PROBLEM DETAILS = Among the lines listed below, count those that include the string "AlreadySubmitting", and state only the count.

EXERCISE DATA =

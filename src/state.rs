use std::sync::Arc;

use tokio::sync::Mutex;

use crate::{
    db::{MAX_REVIEWS, ReviewStore},
    forms::SubmissionTokens,
    models::listing::ListingSessions,
};

#[derive(Clone)]
pub struct AppState {
    pub store: Arc<dyn ReviewStore>,
    pub listing_sessions: SharedListingSessions,
    pub submission_tokens: SubmissionTokens,
    pub reviews_limit: usize,
}

pub type SharedListingSessions = Arc<Mutex<ListingSessions>>;

impl AppState {
    pub fn new(store: Arc<dyn ReviewStore>) -> Self {
        Self {
            store,
            listing_sessions: Default::default(),
            submission_tokens: SubmissionTokens::new(),
            reviews_limit: MAX_REVIEWS,
        }
    }

    pub fn with_reviews_limit(mut self, limit: usize) -> Self {
        self.reviews_limit = limit.clamp(1, MAX_REVIEWS);
        self
    }
}
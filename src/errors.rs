use axum::http::StatusCode;
use thiserror::Error;

#[derive(Error, Debug)]
pub enum AppError {
    #[error("Store error: {0}")]
    Store(#[from] StoreError),

    #[error("Env error: {0}")]
    EnvError(String),

    #[error("Server error: {0}")]
    ServerError(String),

    #[error("Not found")]
    NotFound(String),
}

impl AppError {
    pub fn to_response(&self) -> (StatusCode, String) {
        match self {
            AppError::Store(e) => (StatusCode::BAD_GATEWAY, e.user_message()),
            AppError::EnvError(msg) => (StatusCode::INTERNAL_SERVER_ERROR, msg.clone()),
            AppError::ServerError(msg) => (StatusCode::INTERNAL_SERVER_ERROR, msg.clone()),
            AppError::NotFound(msg) => (StatusCode::NOT_FOUND, msg.clone()),
        }
    }
}

/// Failures talking to the hosted table store.
#[derive(Error, Debug, Clone, PartialEq)]
pub enum StoreError {
    /// The store answered and refused the request.
    #[error("store rejected request: {0}")]
    Rejected(String),

    #[error("store transport failure: {0}")]
    Transport(String),

    #[error("could not decode store response: {0}")]
    Decode(String),
}

impl StoreError {
    /// Message shown to a visitor. Rejections are relayed verbatim.
    pub fn user_message(&self) -> String {
        match self {
            StoreError::Rejected(msg) => msg.clone(),
            StoreError::Transport(_) | StoreError::Decode(_) => GENERIC_FAILURE.to_string(),
        }
    }
}

impl From<reqwest::Error> for StoreError {
    fn from(err: reqwest::Error) -> Self {
        if err.is_decode() {
            StoreError::Decode(err.to_string())
        } else {
            StoreError::Transport(err.to_string())
        }
    }
}

pub const GENERIC_FAILURE: &str = "An unexpected error occurred. Please try again.";

/// Why a form submission did not reach the confirmation view.
#[derive(Error, Debug, Clone, PartialEq)]
pub enum SubmitError {
    /// A local precondition failed; the store was never contacted.
    #[error("{0}")]
    Invalid(String),

    #[error("{0}")]
    Rejected(String),

    #[error("{0}")]
    Unexpected(String),

    #[error("This form is already being submitted.")]
    AlreadySubmitting,
}

impl SubmitError {
    pub fn status(&self) -> StatusCode {
        match self {
            SubmitError::Invalid(_) => StatusCode::UNPROCESSABLE_ENTITY,
            SubmitError::Rejected(_) | SubmitError::Unexpected(_) => StatusCode::BAD_GATEWAY,
            SubmitError::AlreadySubmitting => StatusCode::CONFLICT,
        }
    }
}

impl From<StoreError> for SubmitError {
    fn from(err: StoreError) -> Self {
        match err {
            StoreError::Rejected(msg) => SubmitError::Rejected(msg),
            other => SubmitError::Unexpected(other.user_message()),
        }
    }
}
use std::sync::atomic::{AtomicUsize, Ordering};

use async_trait::async_trait;
use tokio::sync::Mutex;

use crate::{
    db::ReviewStore,
    errors::StoreError,
    models::{ReviewRecord, Table},
};

/// Store kept in process memory. Used by tests and for running the site
/// without a hosted project.
#[derive(Default)]
pub struct MemoryStore {
    pub reviews: Mutex<Vec<ReviewRecord>>,
    pub inserted: Mutex<Vec<(Table, serde_json::Value)>>,
    pub insert_calls: AtomicUsize,
    pub list_calls: AtomicUsize,
    failure: Mutex<Option<StoreError>>,
}

impl MemoryStore {
    pub fn new() -> Self {
        Self::default()
    }

    pub fn with_reviews(reviews: Vec<ReviewRecord>) -> Self {
        Self {
            reviews: Mutex::new(reviews),
            ..Self::default()
        }
    }

    /// Every following call fails with `error` until cleared.
    pub async fn fail_with(&self, error: Option<StoreError>) {
        *self.failure.lock().await = error;
    }

    pub fn insert_count(&self) -> usize {
        self.insert_calls.load(Ordering::SeqCst)
    }

    pub async fn rows(&self, table: Table) -> Vec<serde_json::Value> {
        self.inserted
            .lock()
            .await
            .iter()
            .filter(|(t, _)| *t == table)
            .map(|(_, row)| row.clone())
            .collect()
    }
}

#[async_trait]
impl ReviewStore for MemoryStore {
    async fn insert(&self, table: Table, row: serde_json::Value) -> Result<(), StoreError> {
        self.insert_calls.fetch_add(1, Ordering::SeqCst);
        if let Some(err) = self.failure.lock().await.clone() {
            return Err(err);
        }
        self.inserted.lock().await.push((table, row));
        Ok(())
    }

    async fn list_reviews(&self, limit: usize) -> Result<Vec<ReviewRecord>, StoreError> {
        self.list_calls.fetch_add(1, Ordering::SeqCst);
        if let Some(err) = self.failure.lock().await.clone() {
            return Err(err);
        }

        let mut reviews = self.reviews.lock().await.clone();
        // Newest first; rows without a timestamp go last.
        reviews.sort_by(|a, b| b.created_at.cmp(&a.created_at));
        reviews.truncate(limit);
        Ok(reviews)
    }
}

WRITTEN SOLUTION = 2